*** Opening Data for analysis ***

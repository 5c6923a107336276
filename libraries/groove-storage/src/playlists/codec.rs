//! JSON shape of the persisted playlist collection
//!
//! ```json
//! [{ "name": "My Music", "tracks": [{ "title": "...", "artist": "...", "id": "..." }] }]
//! ```
//!
//! Encoding is strict. Decoding is tolerant: anything short of "not JSON" or
//! "not an array" restores as much as it can and fills in defaults.

use super::RepositoryConfig;
use groove_core::{Playlist, Track, TrackId};
use serde::Serialize;
use serde_json::{Map, Value};
use thiserror::Error;
use tracing::warn;

#[derive(Serialize)]
struct StoredPlaylist<'a> {
    name: &'a str,
    tracks: Vec<StoredTrack<'a>>,
}

#[derive(Serialize)]
struct StoredTrack<'a> {
    title: &'a str,
    artist: &'a str,
    id: &'a str,
}

/// Why a stored value could not be restored
#[derive(Debug, Error)]
pub enum DecodeError {
    /// The value is not JSON at all
    #[error("stored value is not valid JSON: {0}")]
    Malformed(#[from] serde_json::Error),

    /// The value is JSON but the top level is not an array
    #[error("stored value is a JSON {0}, expected an array")]
    NotAnArray(&'static str),
}

/// Serialize playlists, dropping session-local source handles
pub fn encode(playlists: &[Playlist]) -> serde_json::Result<String> {
    let stored: Vec<StoredPlaylist<'_>> = playlists
        .iter()
        .map(|p| StoredPlaylist {
            name: &p.name,
            tracks: p
                .tracks
                .iter()
                .map(|t| StoredTrack {
                    title: &t.title,
                    artist: &t.artist,
                    id: t.id.as_str(),
                })
                .collect(),
        })
        .collect();

    serde_json::to_string(&stored)
}

/// Restore playlists from a stored value
///
/// Every restored track has `source = None`.
pub fn decode(raw: &str, config: &RepositoryConfig) -> Result<Vec<Playlist>, DecodeError> {
    let value: Value = serde_json::from_str(raw)?;

    let entries = match value {
        Value::Array(entries) => entries,
        other => return Err(DecodeError::NotAnArray(kind_of(&other))),
    };

    let mut playlists = Vec::with_capacity(entries.len());
    for (index, entry) in entries.iter().enumerate() {
        match entry {
            Value::Object(fields) => playlists.push(decode_playlist(fields, config)),
            other => warn!(index, kind = kind_of(other), "Skipping non-object playlist entry"),
        }
    }

    Ok(playlists)
}

fn decode_playlist(fields: &Map<String, Value>, config: &RepositoryConfig) -> Playlist {
    let name = non_empty_str(fields.get("name")).unwrap_or(&config.untitled_playlist_name);

    // Older snapshots called the list "songs"
    let entries = fields
        .get("tracks")
        .or_else(|| fields.get("songs"))
        .and_then(Value::as_array);

    let tracks = entries
        .map(|entries| {
            entries
                .iter()
                .filter_map(|entry| match entry {
                    Value::Object(track) => Some(decode_track(track, config)),
                    other => {
                        warn!(playlist = name, kind = kind_of(other), "Skipping non-object track entry");
                        None
                    }
                })
                .collect()
        })
        .unwrap_or_default();

    Playlist::with_tracks(name, tracks)
}

fn decode_track(fields: &Map<String, Value>, config: &RepositoryConfig) -> Track {
    let title = non_empty_str(fields.get("title")).unwrap_or(&config.unknown_title);
    let artist = non_empty_str(fields.get("artist")).unwrap_or(&config.unknown_artist);

    let id = match fields.get("id") {
        Some(Value::String(id)) if !id.is_empty() => TrackId::new(id.as_str()),
        Some(Value::Number(n)) => TrackId::new(n.to_string()),
        _ => TrackId::generate(),
    };

    Track::restored(id, title, artist)
}

fn non_empty_str(value: Option<&Value>) -> Option<&str> {
    value.and_then(Value::as_str).filter(|s| !s.is_empty())
}

fn kind_of(value: &Value) -> &'static str {
    match value {
        Value::Null => "null",
        Value::Bool(_) => "boolean",
        Value::Number(_) => "number",
        Value::String(_) => "string",
        Value::Array(_) => "array",
        Value::Object(_) => "object",
    }
}

#[cfg(test)]
mod tests {
    use super::*;
    use groove_core::SourceKey;

    fn config() -> RepositoryConfig {
        RepositoryConfig::default()
    }

    #[test]
    fn encode_strips_sources() {
        let mut track = Track::new("Song", "Artist", Some(SourceKey::new(9)));
        track.id = TrackId::new("t1");
        let json = encode(&[Playlist::with_tracks("Mix", vec![track])]).unwrap();

        assert_eq!(
            json,
            r#"[{"name":"Mix","tracks":[{"title":"Song","artist":"Artist","id":"t1"}]}]"#
        );
    }

    #[test]
    fn decode_rejects_non_json() {
        let err = decode("definitely not json", &config()).unwrap_err();
        assert!(matches!(err, DecodeError::Malformed(_)));
    }

    #[test]
    fn decode_rejects_non_array() {
        let err = decode(r#"{"name":"x"}"#, &config()).unwrap_err();
        assert!(matches!(err, DecodeError::NotAnArray("object")));
        assert_eq!(
            err.to_string(),
            "stored value is a JSON object, expected an array"
        );
    }

    #[test]
    fn decode_fills_missing_fields() {
        let raw = r#"[{"tracks":[{"id":"a"},{"title":"","artist":"Someone"}]}]"#;
        let playlists = decode(raw, &config()).unwrap();

        assert_eq!(playlists.len(), 1);
        assert_eq!(playlists[0].name, "Untitled Playlist");

        let first = &playlists[0].tracks[0];
        assert_eq!(first.id.as_str(), "a");
        assert_eq!(first.title, "Unknown Title");
        assert_eq!(first.artist, "Unknown Artist");

        let second = &playlists[0].tracks[1];
        assert_eq!(second.title, "Unknown Title");
        assert_eq!(second.artist, "Someone");
        assert!(!second.id.as_str().is_empty());
    }

    #[test]
    fn decode_accepts_legacy_songs_field() {
        let raw = r#"[{"name":"Old","songs":[{"title":"T","artist":"A","id":"1"}]}]"#;
        let playlists = decode(raw, &config()).unwrap();
        assert_eq!(playlists[0].tracks.len(), 1);
        assert_eq!(playlists[0].tracks[0].title, "T");
    }

    #[test]
    fn decode_treats_non_array_tracks_as_empty() {
        let raw = r#"[{"name":"Odd","tracks":"nope"}]"#;
        let playlists = decode(raw, &config()).unwrap();
        assert!(playlists[0].tracks.is_empty());
    }

    #[test]
    fn decode_skips_non_object_entries() {
        let raw = r#"[null, {"name":"Kept"}, 3]"#;
        let playlists = decode(raw, &config()).unwrap();
        assert_eq!(playlists.len(), 1);
        assert_eq!(playlists[0].name, "Kept");
    }
}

*** Closing Data for analysis ***

| Work instruction |
Go through the data and count every line where the word "iter" appears. Give only that count.

| Completed task |
4